Gelf Magazine - Looking over the overlooked

Comedy | Internet | Media

July 12, 2005

Does Google News Have a Sense of Humor?

How does Google News treat satire? And what's in the search algorithm's secret sauce anyway? Gelf investigates.

David Goldenberg

Axis of Logic Screenshot
Courtesy Opinion Journal
Axis of Logic took the top spot on Google News with its satirical story about Bush's arrest
On Dec. 1 of last year, the top spot (in the upper left-hand corner) on Google News was taken by the Axis of Logic, reporting that, upon his visit to Canada, George Bush had been arrested and charged with war crimes (see the screenshot at left). The article said, “Under both Canadian and International War Crimes law George Bush is being charged with genocide, torture, murder, and the most strong of all war crimes, the crime of war of aggression.”

Of course, the article wasn’t describing actual events. But many people were appalled that such an obvious piece of satire could have gotten prominent, serious placement on a website of the the most-valuable media corporation in the world. (Google recently overtook AOL Time Warner for this distinction.) Slate’s Jack Schafer asked, “Will somebody teach Google News' algorithms a sense of humor?” Certainly, Google News relies deeply on bytes of code—its founder Krishna Bharat told Wired Magazine that “It's a computer, and computers do not understand these topics the way humans do and can't be systematically biased in any direction.” But that’s not exactly true. Within Google News, there are people doing some work, like the Oompa Loompas who run the great machines at Willy Wonka’s Chocolate Factory. And Google’s Oompa Loompas do have some control, which allows them to express both a bias and a sense of humor.

Communication By ‘Pizza’

How does Gelf know anything about how Google News deals with satire? Little information comes from the company itself. Gelf’s questions were passed around from one Google public-relations representative to another, but no spokesperson ever responded to any of our questions about how Google deals with satire. I’ve written about Google before (in Gelf about Mark Jen, who was fired from the company for blogging, and in a Wired Magazine piece with Terry Tang about hidden perks at Google and other companies), and evasiveness with the press seems to be the company’s modus operandi.

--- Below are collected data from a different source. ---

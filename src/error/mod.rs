//! Error handling module.
//!
//! This module provides the unified error type for the generator pipeline and
//! maps every error kind onto a stable process exit code.

pub mod codes;

use std::path::{Path, PathBuf};

pub use codes::ErrorCode;

/// Application-level error type.
#[derive(Debug, thiserror::Error)]
pub enum AppError {
    /// Empty or unparseable name.
    #[error("Invalid input: {0}")]
    InvalidInput(String),

    /// Malformed or inverted numeric range.
    #[error("Invalid range: {0}")]
    InvalidRange(String),

    /// Invalid configuration value.
    #[error("Invalid configuration: {0}")]
    InvalidConfig(String),

    /// Email output requested without any domain.
    #[error("Mode '{0}' requires at least one --domain (e.g. --domain example.com)")]
    MissingDomain(String),

    /// Unreadable input or unwritable output.
    #[error("I/O error on {}: {source}", path.display())]
    Io {
        /// File the operation was working on.
        path: PathBuf,
        /// Underlying error.
        #[source]
        source: std::io::Error,
    },
}

impl AppError {
    /// Wrap an I/O error with the path it occurred on.
    pub fn io(path: impl AsRef<Path>, source: std::io::Error) -> Self {
        Self::Io {
            path: path.as_ref().to_path_buf(),
            source,
        }
    }

    /// Get the error code for this error.
    #[must_use]
    pub const fn error_code(&self) -> ErrorCode {
        match self {
            Self::InvalidInput(_) => ErrorCode::INVALID_INPUT,
            Self::InvalidRange(_) => ErrorCode::INVALID_RANGE,
            Self::InvalidConfig(_) => ErrorCode::INVALID_CONFIG,
            Self::MissingDomain(_) => ErrorCode::MISSING_DOMAIN,
            Self::Io { .. } => ErrorCode::IO_ERROR,
        }
    }

    /// Get the process exit code for this error.
    #[must_use]
    pub const fn exit_code(&self) -> u8 {
        self.error_code().exit_status()
    }
}

impl From<config::ConfigError> for AppError {
    fn from(err: config::ConfigError) -> Self {
        Self::InvalidConfig(err.to_string())
    }
}

/// Result type alias using `AppError`.
pub type Result<T> = std::result::Result<T, AppError>;

#[cfg(test)]
mod tests {
    use super::*;

    #[test]
    fn test_error_codes() {
        assert_eq!(
            AppError::InvalidInput("test".to_string()).error_code(),
            ErrorCode::INVALID_INPUT
        );
        assert_eq!(
            AppError::MissingDomain("emails".to_string()).error_code(),
            ErrorCode::MISSING_DOMAIN
        );
        assert_eq!(
            AppError::io("out.txt", std::io::Error::other("boom")).error_code(),
            ErrorCode::IO_ERROR
        );
    }

    #[test]
    fn test_exit_codes_are_distinct_and_nonzero() {
        let errors = [
            AppError::InvalidInput(String::new()),
            AppError::InvalidRange(String::new()),
            AppError::InvalidConfig(String::new()),
            AppError::MissingDomain(String::new()),
            AppError::io("x", std::io::Error::other("boom")),
        ];
        let codes: std::collections::HashSet<u8> =
            errors.iter().map(AppError::exit_code).collect();
        assert!(codes.iter().all(|&c| c > 1));
        assert_eq!(codes.len(), errors.len());
    }

    #[test]
    fn test_io_message_names_path() {
        let err = AppError::io(
            "/nope/names.txt",
            std::io::Error::from(std::io::ErrorKind::NotFound),
        );
        assert!(err.to_string().contains("/nope/names.txt"));
    }

    #[test]
    fn test_config_error_maps_to_invalid_config() {
        let err: AppError = config::ConfigError::Message("bad profile".to_string()).into();
        assert!(matches!(err, AppError::InvalidConfig(ref m) if m.contains("bad profile")));
    }
}
//! Error code constants.
//!
//! Each code is the process exit status reported by the binary. `0` is
//! success, `1` is left to unexpected failures and `2` is shared with clap's
//! usage errors, which are also input problems.

/// Process exit status for one kind of failure.
#[derive(Debug, Clone, Copy, PartialEq, Eq, Hash)]
pub struct ErrorCode(u8);

impl ErrorCode {
    /// Empty or unparseable name.
    pub const INVALID_INPUT: Self = Self(2);

    /// Malformed, inverted or oversized numeric range.
    pub const INVALID_RANGE: Self = Self(3);

    /// Invalid configuration value.
    pub const INVALID_CONFIG: Self = Self(4);

    /// Email mode without domains.
    pub const MISSING_DOMAIN: Self = Self(5);

    /// Unreadable input or unwritable output.
    pub const IO_ERROR: Self = Self(6);

    /// Exit status for this code.
    #[must_use]
    pub const fn exit_status(self) -> u8 {
        self.0
    }
}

So Gelf talked with those publications that are a part of Google News’s system to try to understand how humor and computers can coexist. Gelf sent a survey to all of the publications it could locate that Google lists as ‘satire’ sites. We found about 40, but there are likely more. (Google News places the word ‘satire’ in parentheses next to the name of the publications it labels as such.) We also talked with some publications that were once labeled as satire and are no longer, as well as some that publish satire but remain free of that label (like the Axis of Logic). We heard back from over 20 sources, and got a good sense of how Google News deals with satire.

Very few of the people we talked to had any communication with programmers at Google News outside of the initial ‘you’ve been accepted’ email. Of those who did, none ever spoke by telephone to a Google News programmer. “You can’t get any information out of these people,” says Eric Olsen, the founder and publisher of Blogcritics, which was once incorrectly listed as a satire publication. “There is no person identified, no phone number to call, and any time I have a question I just write back to the address and it takes a week. Even if it’s an emergency. During the satire thing, I convinced the woman at the front desk it was an emergency. She gave me a special code to communicate with them right away. For that day, I think the emergency code was ‘pizza.’ Even then, it still took a full ten days to get a response.”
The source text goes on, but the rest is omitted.